Créé en 1997, le réseau interne de France Télécom, baptisé Intranoo, accompagne la révolution culturelle de l’opérateur. Tout se passe désormais en ligne.
« Monstre », « grand machin », « vaste sujet », « c’est un peu secret, vous savez... » À l’évocation du réseau interne de France Télécom, les réactions se font vagues... Il est vrai qu’Intranoo (entre nous), un si joli nom, est gigantesque. Plus de 200 sites y ont été officiellement recensés, mais les experts de France Télécom pensent qu’ils sont au moins 500. Sur les 160 000 salariés du groupe, 93 000 possèderaient aujourd’hui l’identifiant et le mot de passe nécessaires à un accès à Intranoo depuis leur poste de travail. Des accès qui diffèrent selon la fonction exercée. Pour des raisons de sécurité, il leur est formellement interdit de connecter à la Toile les machines de l’entreprise. Pour limiter les risques d’intrusions intempestives de hackers, mais aussi « les surfs de divertissements au bureau », ironise un salarié de l’entreprise.

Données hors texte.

use std::convert::Infallible;
use std::sync::{Arc, Mutex};

use bytes::Bytes;
use http_body_util::{BodyExt, Full};
use hyper::service::service_fn;
use hyper::{Request, Response, StatusCode};
use hyper_util::rt::{TokioExecutor, TokioIo};
use hyper_util::server::conn::auto::Builder;
use serde_json::Value;
use tokio::net::TcpListener;

/// A request received by the collector.
#[derive(Debug, Clone)]
pub struct CollectedDelivery {
    pub method: String,
    pub path: String,
    pub content_type: Option<String>,
    pub body: Value,
}

pub type CollectorStore = Arc<Mutex<Vec<CollectedDelivery>>>;

/// Start a collector on an ephemeral port and return its base URL.
pub async fn start() -> (String, CollectorStore) {
    let listener = TcpListener::bind("127.0.0.1:0")
        .await
        .expect("failed to bind collector listener");
    let base = format!("http://{}", listener.local_addr().unwrap());
    let store: CollectorStore = Arc::new(Mutex::new(Vec::new()));
    let store_clone = store.clone();

    tokio::spawn(async move {
        loop {
            let (stream, _) = listener
                .accept()
                .await
                .expect("failed to accept connection");
            let store = store_clone.clone();
            tokio::spawn(async move {
                let service = service_fn(move |req| {
                    let store = store.clone();
                    handle(req, store)
                });
                let _ = Builder::new(TokioExecutor::new())
                    .serve_connection(TokioIo::new(stream), service)
                    .await;
            });
        }
    });

    (base, store)
}

async fn handle<B>(
    req: Request<B>,
    store: CollectorStore,
) -> Result<Response<Full<Bytes>>, Infallible>
where
    B: hyper::body::Body<Data = Bytes> + Send + 'static,
{
    let method = req.method().to_string();
    let path = req.uri().path().to_owned();
    let content_type = req
        .headers()
        .get("content-type")
        .and_then(|v| v.to_str().ok())
        .map(|s| s.to_owned());

    let body = match req.collect().await {
        Ok(collected) => serde_json::from_slice(&collected.to_bytes()).unwrap_or(Value::Null),
        Err(_) => Value::Null,
    };

    store.lock().unwrap().push(CollectedDelivery {
        method,
        path,
        content_type,
        body,
    });

    Ok(Response::builder()
        .status(StatusCode::NO_CONTENT)
        .body(Full::default())
        .unwrap())
}
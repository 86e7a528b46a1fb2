use std::net::SocketAddr;
use std::ops::ControlFlow;

use thiserror::Error;
use tokio::net::TcpListener;
use tokio::sync::mpsc;
use tokio::task::JoinHandle;
use tokio_util::sync::CancellationToken;
use tracing::{debug, info};

use crate::adapter::AnalyticsAdapter;
use crate::config::Config;
use crate::ingest_listener::{self, IngestedEvent};
use crate::transport::Transport;

const EVENT_CHANNEL_CAPACITY: usize = 256;

#[derive(Debug, Error)]
pub enum StartupError {
    #[error("failed to bind ingest listener: {0}")]
    Bind(#[from] std::io::Error),
}

#[derive(Debug, Error)]
pub enum ExitError {
    #[error("ingest listener died unexpectedly")]
    ListenerDied,
}

/// Owns the adapter and the ingest listener, and feeds one into the other.
///
/// Every `track` call, and therefore every queue push and forced flush,
/// happens on this loop.
pub struct EventLoop<T: Transport> {
    adapter: AnalyticsAdapter<T>,
    events_rx: mpsc::Receiver<IngestedEvent>,
    cancel: CancellationToken,
    ingest_task: JoinHandle<()>,
    local_addr: SocketAddr,
}

impl<T: Transport> EventLoop<T> {
    /// Bind the ingest listener and spawn its server task.
    pub async fn new(
        adapter: AnalyticsAdapter<T>,
        config: &Config,
        cancel: CancellationToken,
    ) -> Result<Self, StartupError> {
        let (events_tx, events_rx) = mpsc::channel::<IngestedEvent>(EVENT_CHANNEL_CAPACITY);

        let listener = TcpListener::bind(("127.0.0.1", config.listener_port)).await?;
        let local_addr = listener.local_addr()?;
        let ingest_task = tokio::spawn(ingest_listener::serve(
            listener,
            events_tx,
            cancel.clone(),
        ));
        info!(%local_addr, active = adapter.is_active(), "listening for auction events");

        Ok(Self {
            adapter,
            events_rx,
            cancel,
            ingest_task,
            local_addr,
        })
    }

    pub fn local_addr(&self) -> SocketAddr {
        self.local_addr
    }

    /// Run until the cancellation token fires.
    ///
    /// Returns `Ok(())` on clean shutdown, or `Err(ExitError)` if the ingest
    /// listener died while the loop was still meant to be running.
    pub async fn run(&mut self) -> Result<(), ExitError> {
        loop {
            match self.tick().await {
                ControlFlow::Break(result) => return result,
                ControlFlow::Continue(()) => {}
            }
        }
    }

    /// Handle one event, or shut down if cancelled. Cancellation is checked
    /// first so shutdown is not starved by a busy channel; events still queued
    /// at that point are drained before the final flush.
    async fn tick(&mut self) -> ControlFlow<Result<(), ExitError>> {
        tokio::select! {
            biased;

            _ = self.cancel.cancelled() => {
                self.shutdown().await;
                return ControlFlow::Break(Ok(()));
            }
            event = self.events_rx.recv() => {
                match event {
                    Some(IngestedEvent { event_type, args }) => {
                        debug!(event_type, "received auction event");
                        self.adapter.track(&event_type, args);
                    }
                    None => {
                        return ControlFlow::Break(Err(ExitError::ListenerDied));
                    }
                }
            }
        }
        ControlFlow::Continue(())
    }

    async fn shutdown(&mut self) {
        debug!("shutting down event loop");
        let _ = (&mut self.ingest_task).await;

        // Connections still being served now get 502 instead of queueing.
        self.events_rx.close();
        while let Ok(IngestedEvent { event_type, args }) = self.events_rx.try_recv() {
            self.adapter.track(&event_type, args);
        }

        // Best-effort final delivery of whatever is still queued.
        self.adapter.flush();
    }
}
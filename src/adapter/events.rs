use serde::{Deserialize, Deserializer};
use serde_json::Value;

/// Prebid-style event names, as delivered by the auction engine.
pub const AUCTION_INIT: &str = "auctionInit";
pub const BID_REQUESTED: &str = "bidRequested";
pub const BID_RESPONSE: &str = "bidResponse";
pub const BID_TIMEOUT: &str = "bidTimeout";
pub const AUCTION_END: &str = "auctionEnd";

// Payloads carry many more fields than these; unknown ones are ignored.

#[derive(Debug, Deserialize)]
#[serde(rename_all = "camelCase")]
pub struct AuctionInitArgs {
    pub auction_id: Option<String>,
}

#[derive(Debug, Deserialize)]
#[serde(rename_all = "camelCase")]
pub struct BidRequestedArgs {
    pub bidder_code: Option<String>,
    #[serde(default)]
    pub bids: Vec<RequestedBid>,
}

#[derive(Debug, Deserialize)]
#[serde(rename_all = "camelCase")]
pub struct RequestedBid {
    pub ad_unit_code: Option<String>,
}

#[derive(Debug, Deserialize)]
#[serde(rename_all = "camelCase")]
pub struct BidResponseArgs {
    pub bidder_code: Option<String>,
    pub ad_unit_code: Option<String>,
    #[serde(default, deserialize_with = "millis")]
    pub time_to_respond: Option<u64>,
}

#[derive(Debug, Deserialize)]
#[serde(rename_all = "camelCase")]
pub struct TimedOutBid {
    pub bidder: Option<String>,
    pub ad_unit_code: Option<String>,
    pub auction_id: Option<String>,
}

#[derive(Debug, Deserialize)]
#[serde(rename_all = "camelCase")]
pub struct AuctionEndArgs {
    pub auction_id: Option<String>,
}

/// One of the five auction lifecycle events the adapter listens to.
#[derive(Debug)]
pub enum AuctionEvent {
    AuctionInit(AuctionInitArgs),
    BidRequested(BidRequestedArgs),
    BidResponse(BidResponseArgs),
    BidTimeout(Vec<TimedOutBid>),
    AuctionEnd(AuctionEndArgs),
}

impl AuctionEvent {
    /// Returns `None` for event types the adapter does not track, and
    /// `Some(Err(..))` when a tracked event carries an unusable payload.
    pub fn parse(event_type: &str, args: Value) -> Option<Result<Self, serde_json::Error>> {
        let event = match event_type {
            AUCTION_INIT => serde_json::from_value(args).map(AuctionEvent::AuctionInit),
            BID_REQUESTED => serde_json::from_value(args).map(AuctionEvent::BidRequested),
            BID_RESPONSE => serde_json::from_value(args).map(AuctionEvent::BidResponse),
            BID_TIMEOUT => serde_json::from_value(args).map(AuctionEvent::BidTimeout),
            AUCTION_END => serde_json::from_value(args).map(AuctionEvent::AuctionEnd),
            _ => return None,
        };
        Some(event)
    }
}

/// Latencies arrive as JSON numbers, sometimes fractional. Negative or
/// non-numeric values are treated as absent.
fn millis<'de, D>(deserializer: D) -> Result<Option<u64>, D::Error>
where
    D: Deserializer<'de>,
{
    let value = Option::<Value>::deserialize(deserializer)?;
    Ok(value.as_ref().and_then(|v| match v {
        Value::Number(n) => n
            .as_u64()
            .or_else(|| n.as_f64().filter(|f| *f >= 0.0).map(|f| f.round() as u64)),
        _ => None,
    }))
}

Le développement rapide d’Intranoo a accompagné, depuis 1997, la « révolution culturelle » de l’opérateur. « Le passage d’un statut d’administration d’...tat à une société anonyme cotée en Bourse. Et de surcroît, le passage d’une phone compagnie à une netcompagnie dont les actionnaires réclament des gains de production », comme le résume un cadre de la société. La terminaison en « oo », signe distinctif start-upien par excellence, se retrouve jusque dans les noms des sites. Ce qui donne par exemple des Facturanoo, Reunionoo, Dinootoo, Corsicanoo, et même Voyoo, site de la branche Val d’Oise-Yvelines dont le nom provient des trois initiales VOY suivies des deux incontournables OO... Symbole de cette « révolution », les bureaux administratifs, implantés localement, cèdent peu à peu la place à une dizaine de centres informatisés de ressources humaines, répartis sur tout le territoire. Des structures qui gèrent les salaires, les congés maladies ou les prestations sociales. Dans ce grand chambardement en cours, Intranoo incarne la transition, brutale pour certains, vers une dématérialisation totale des ressources humaines. Selon Jean-Pierre Forbé, président du syndicat CGC France Télécom, l’intranet a introduit un changement fondamental dans la diffusion d’informations au sein de l’entreprise. Un seul mot d’ordre : la chasse aux documents papiers. « Auparavant, l’une des missions des cadres était la diffusion des informations. Cela relevait de leur sphère de responsabilité et cette diffusion était orientée vers l’amélioration de la production », souligne Jean-Pierre Forbé. Avec le développement du réseau interne, les salariés sont censés partir à la pêche aux infos les concernant.
Cours à distance
Pour les cadres, il s’agit désormais de « donner du sens » à ces documents. Objectif : productivité. « Le problème, c’est que nous sommes confrontés à un flux d’informations très important, témoigne une salariée dans une agence commerciale grand public. Intranoo est effectivement un moyen rapide d’accéder, par exemple, aux fiches d’un nouveau produit. Mais cet exercice me demande tout de même dix minutes chaque matin... » Mais encore faut-il maîtriser un minimum la navigation sur un réseau interne. Pour cela, les salariés de France Télécom ont droit à deux jours et demi de formation aux nouvelles technologies. « J’ai suivi cette formation. Pour moi, elle était largement insuffisante. Certains salariés de France Télécom n’ont jamais utilisé Internet. Le simple fait d’apprendre à créer des signets sur Intranoo n’est pas évident pour tout le monde », explique une autre employée.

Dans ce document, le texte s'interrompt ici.